Input diet — suspect the things that pile up #

When you examine the features with large input-token counts in the Part 1 logs, the culprit is usually not the main content but the things that ride along with it.

  • Conversation accumulation — the chatbot resends the entire conversation every time. The summarization and truncation techniques from LLM App Development Part 9 are cost techniques too.
  • RAG chunk excess — if you bumped up top_k and forgot, every request is that much heavier. The reranking from Advanced RAG Part 4 is a device that handles quality and cost at the same time.
  • Bloated tool results — JSON that an agent’s tools return wholesale. The result caps from AI Agent Development Part 4 do their job here too.
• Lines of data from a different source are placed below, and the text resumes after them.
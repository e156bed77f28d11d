//! Double-width integers holding unreduced products

use milagro_params::arch::{Chunk, BASEBITS, BMASK, DNLEN, NLEN};
use zeroize::Zeroize;

use super::Big;

/// Integer of [`DNLEN`] limbs, the output of [`Big::mul`] and [`Big::sqr`]
#[derive(Clone, Copy, Default, Zeroize)]
pub struct DBig {
    pub(crate) w: [Chunk; DNLEN],
}

impl DBig {
    /// Zero
    pub const fn new() -> DBig {
        DBig { w: [0; DNLEN] }
    }

    /// Widen a single-width value
    pub fn from_big(x: &Big) -> DBig {
        let mut b = DBig::new();
        b.w[..NLEN].copy_from_slice(&x.w);
        b
    }

    /// Raw limbs
    pub fn limbs(&self) -> &[Chunk; DNLEN] {
        &self.w
    }

    /// Propagate carries through all but the top limb
    pub fn norm(&mut self) {
        let mut carry = 0;
        for i in 0..DNLEN - 1 {
            let d = self.w[i] + carry;
            self.w[i] = d & BMASK;
            carry = d >> BASEBITS;
        }
        self.w[DNLEN - 1] += carry;
    }

    /// Three-way comparison of normalized values
    pub fn comp(a: &DBig, b: &DBig) -> isize {
        for i in (0..DNLEN).rev() {
            if a.w[i] == b.w[i] {
                continue;
            }
            return if a.w[i] > b.w[i] { 1 } else { -1 };
        }
        0
    }

    /// `self -= x`, limb-wise
    pub fn sub(&mut self, x: &DBig) {
        for i in 0..DNLEN {
            self.w[i] -= x.w[i];
        }
    }

    /// `self += x`, limb-wise
    pub fn add(&mut self, x: &DBig) {
        for i in 0..DNLEN {
            self.w[i] += x.w[i];
        }
    }

    /// Shift left by `k` bits
    pub fn shl(&mut self, k: usize) {
        let n = k % BASEBITS;
        let m = k / BASEBITS;
        debug_assert!(m + 2 <= DNLEN);

        self.w[DNLEN - 1] =
            (self.w[DNLEN - 1 - m] << n) | (self.w[DNLEN - m - 2] >> (BASEBITS - n));
        for i in (m + 1..DNLEN - 1).rev() {
            self.w[i] = ((self.w[i - m] << n) & BMASK) | (self.w[i - m - 1] >> (BASEBITS - n));
        }
        self.w[m] = (self.w[0] << n) & BMASK;
        for i in 0..m {
            self.w[i] = 0;
        }
    }

    /// Shift right by `k` bits
    pub fn shr(&mut self, k: usize) {
        let n = k % BASEBITS;
        let m = k / BASEBITS;
        if m >= DNLEN {
            self.w = [0; DNLEN];
            return;
        }
        for i in 0..DNLEN - m - 1 {
            self.w[i] = (self.w[m + i] >> n) | ((self.w[m + i + 1] << (BASEBITS - n)) & BMASK);
        }
        self.w[DNLEN - m - 1] = self.w[DNLEN - 1] >> n;
        for i in DNLEN - m..DNLEN {
            self.w[i] = 0;
        }
    }

    /// Split at bit `n`, returning `(self >> n, self mod 2^n)`
    ///
    /// `n` must fall within the top limb of a single-width value, which
    /// holds for every bundled modulus, and `self >> n` must fit in a
    /// [`Big`].
    pub fn split(&self, n: usize) -> (Big, Big) {
        debug_assert!(n / BASEBITS == NLEN - 1);
        let m = n % BASEBITS;
        let mut t = Big::new();
        let mut b = Big::new();

        if m == 0 {
            debug_assert!(self.w[DNLEN - 1] == 0);
            b.w[..NLEN - 1].copy_from_slice(&self.w[..NLEN - 1]);
            t.w.copy_from_slice(&self.w[NLEN - 1..DNLEN - 1]);
            return (t, b);
        }

        b.w[..NLEN - 1].copy_from_slice(&self.w[..NLEN - 1]);
        b.w[NLEN - 1] = self.w[NLEN - 1] & ((1 << m) - 1);

        let mut carry = self.w[DNLEN - 1] << (BASEBITS - m);
        for i in (NLEN - 1..DNLEN - 1).rev() {
            let nw = (self.w[i] >> m) | carry;
            carry = (self.w[i] << (BASEBITS - m)) & BMASK;
            t.w[i + 1 - NLEN] = nw;
        }
        (t, b)
    }

    /// Upper [`NLEN`] limbs
    pub fn top_half(&self) -> Big {
        let mut b = Big::new();
        b.w.copy_from_slice(&self.w[NLEN..]);
        b
    }

    /// Lower [`NLEN`] limbs
    pub fn bottom_half(&self) -> Big {
        let mut b = Big::new();
        b.w.copy_from_slice(&self.w[..NLEN]);
        b
    }

    /// Number of significant bits
    pub fn nbits(&self) -> usize {
        let mut t = *self;
        t.norm();
        let Some(k) = (0..DNLEN).rev().find(|&i| t.w[i] != 0) else {
            return 0;
        };
        let mut bts = BASEBITS * k;
        let mut c = t.w[k];
        while c != 0 {
            c /= 2;
            bts += 1;
        }
        bts
    }

    /// Reduce modulo `c` by shift-and-subtract, consuming the value
    pub fn dmod(&mut self, c: &Big) -> Big {
        let mut m = DBig::from_big(c);
        m.norm();
        self.norm();

        if DBig::comp(self, &m) < 0 {
            return self.bottom_half();
        }
        let mut k = 0;
        loop {
            m.shl(1);
            k += 1;
            if DBig::comp(self, &m) < 0 {
                break;
            }
        }
        while k > 0 {
            m.shr(1);
            if DBig::comp(self, &m) >= 0 {
                self.sub(&m);
                self.norm();
            }
            k -= 1;
        }
        self.bottom_half()
    }

    /// Floor division by `c`, for quotients that fit in a single width
    pub fn div(&mut self, c: &Big) -> Big {
        let mut m = DBig::from_big(c);
        let mut a = Big::new();
        let mut e = Big::one();
        self.norm();
        m.norm();

        let mut k = 0;
        while DBig::comp(self, &m) >= 0 {
            e.fshl(1);
            m.shl(1);
            k += 1;
        }
        while k > 0 {
            m.shr(1);
            e.shr(1);
            if DBig::comp(self, &m) >= 0 {
                a.add(&e);
                a.norm();
                self.sub(&m);
                self.norm();
            }
            k -= 1;
        }
        a
    }
}

impl PartialEq for DBig {
    fn eq(&self, other: &Self) -> bool {
        let (mut a, mut b) = (*self, *other);
        a.norm();
        b.norm();
        a.w == b.w
    }
}

impl Eq for DBig {}

impl core::fmt::Debug for DBig {
    fn fmt(&self, f: &mut core::fmt::Formatter<'_>) -> core::fmt::Result {
        let mut t = *self;
        t.norm();
        write!(f, "DBig(0x")?;
        for x in t.w.iter().rev() {
            write!(f, "{:014x}", x)?;
        }
        write!(f, ")")
    }
}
The point of this section is that the mechanisms you already built in other series were also cost mechanisms. There is little to build from scratch; most of the work is using the Part 1 instrumentation to find which one has slipped out of place.

Output diet — tokens at 5x the unit price #

Output costs 5x the unit price of input, so cutting the same number of tokens has 5x the effect. There are two handles.

  • Direct the length in the prompt. Explicit instructions like “within 3 sentences” or “output JSON only, skip the explanation” are the most effective. Especially in features that use structured output, the preamble and elaboration the model adds are pure cost.
  • Use max_tokens as a safety net. max_tokens is a cap, not a parameter that steers length. Tighten it too much and the truncation we saw in Agent Part 1 (stop_reason: max_tokens) increases, and the retry cost ends up added on instead. Keep it generous while watching the truncation rate in your Part 1 logs.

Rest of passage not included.